Show every line from the entries that follow which holds the word "bail".

Start of Block

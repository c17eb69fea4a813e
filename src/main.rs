//! aiproxy-docs - API documentation page for an OpenAI-compatible AI proxy
//!
//! Serves the docs page, renders it to stdout, and checks it against the
//! live proxy so the documented models never drift from what is served.

use clap::{Parser, Subcommand};
use tracing_subscriber::{layer::SubscriberExt, util::SubscriberInitExt};

use aiproxy_docs::config::{Config, ValueSource};
use aiproxy_docs::docs::templates::round_trips;
use aiproxy_docs::docs::{DocsPage, HtmlShell, PageShell, TemplateId};

#[derive(Parser)]
#[command(name = "aiproxy-docs")]
#[command(about = "API documentation page for an OpenAI-compatible AI proxy")]
#[command(version)]
struct Cli {
    #[command(subcommand)]
    command: Commands,
}

#[derive(Subcommand)]
enum Commands {
    /// Start the documentation server
    Serve {
        /// Path to configuration file
        #[arg(short, long, default_value = "config.toml")]
        config: String,

        /// Override listen address
        #[arg(short, long)]
        listen: Option<String>,
    },

    /// Validate configuration and the rendered samples
    Check {
        /// Path to configuration file
        #[arg(short, long, default_value = "config.toml")]
        config: String,
    },

    /// Print the documentation page to stdout
    Render {
        /// Path to configuration file
        #[arg(short, long, default_value = "config.toml")]
        config: String,

        /// Print a single sample (e.g. "chat-curl") instead of the page
        #[arg(short, long)]
        sample: Option<String>,

        /// Print the page as JSON instead of HTML
        #[arg(long, conflicts_with = "sample")]
        json: bool,
    },

    /// Compare the configured allow-lists with the live proxy
    Verify {
        /// Path to configuration file
        #[arg(short, long, default_value = "config.toml")]
        config: String,
    },
}

fn load_config(path: &str) -> anyhow::Result<Config> {
    tracing::info!(config = %path, "Loading configuration");
    let (config, sources) = Config::from_file_with_env(path)?;
    for (field, source) in &sources {
        match source {
            ValueSource::None => tracing::debug!(field = %field, "Value not set"),
            _ => tracing::info!(field = %field, source = %source, "Resolved value"),
        }
    }
    Ok(config)
}

#[tokio::main]
async fn main() -> anyhow::Result<()> {
    // Initialize tracing
    tracing_subscriber::registry()
        .with(
            tracing_subscriber::EnvFilter::try_from_default_env()
                .unwrap_or_else(|_| "aiproxy_docs=info,tower_http=info".into()),
        )
        .with(tracing_subscriber::fmt::layer().with_writer(std::io::stderr))
        .init();

    let cli = Cli::parse();

    match cli.command {
        Commands::Serve { config, listen } => {
            let mut config = load_config(&config)?;

            if let Some(addr) = listen {
                tracing::info!(listen = %addr, "Override listen address");
                config.server.listen = addr;
            }

            aiproxy_docs::web::run_server(config).await
        }

        Commands::Check { config } => {
            let config = load_config(&config)?;
            let page = DocsPage::build(&config.page_inputs());

            println!("Base URL:        {}", page.context.base_url);
            println!("Example model:   {}", page.context.example_language_model);
            println!("Embedding model: {}", page.context.example_embedding_model);

            let broken: Vec<TemplateId> = TemplateId::ALL
                .into_iter()
                .filter(|id| !round_trips(*id, &page.context))
                .collect();

            if !broken.is_empty() {
                for id in &broken {
                    tracing::error!(sample = %id, "Sample does not match its template");
                }
                anyhow::bail!("{} sample(s) failed to render", broken.len());
            }

            println!("All {} samples OK", TemplateId::ALL.len());
            Ok(())
        }

        Commands::Render {
            config,
            sample,
            json,
        } => {
            let config = load_config(&config)?;
            let page = DocsPage::build(&config.page_inputs());

            let output = match (sample, json) {
                (Some(sample), _) => {
                    let id: TemplateId = sample.parse()?;
                    page.sample(id)
                        .map(|s| s.text.clone())
                        .unwrap_or_default()
                }
                (None, true) => serde_json::to_string_pretty(&page)?,
                (None, false) => HtmlShell.render(&page, None),
            };

            println!("{}", output);
            Ok(())
        }

        Commands::Verify { config } => {
            let config = load_config(&config)?;
            let report = aiproxy_docs::verify::verify(&config).await?;

            println!("Checked {} ({} models served)", report.models_url, report.served);
            println!("{}", report.language);
            println!("{}", report.embedding);

            if !report.is_consistent() {
                anyhow::bail!("Documented allow-lists drift from the live proxy");
            }
            Ok(())
        }
    }
}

End of Block

_WORKED SOLUTION_
                anyhow::bail!("{} sample(s) failed to render", broken.len());
                anyhow::bail!("Documented allow-lists drift from the live proxy");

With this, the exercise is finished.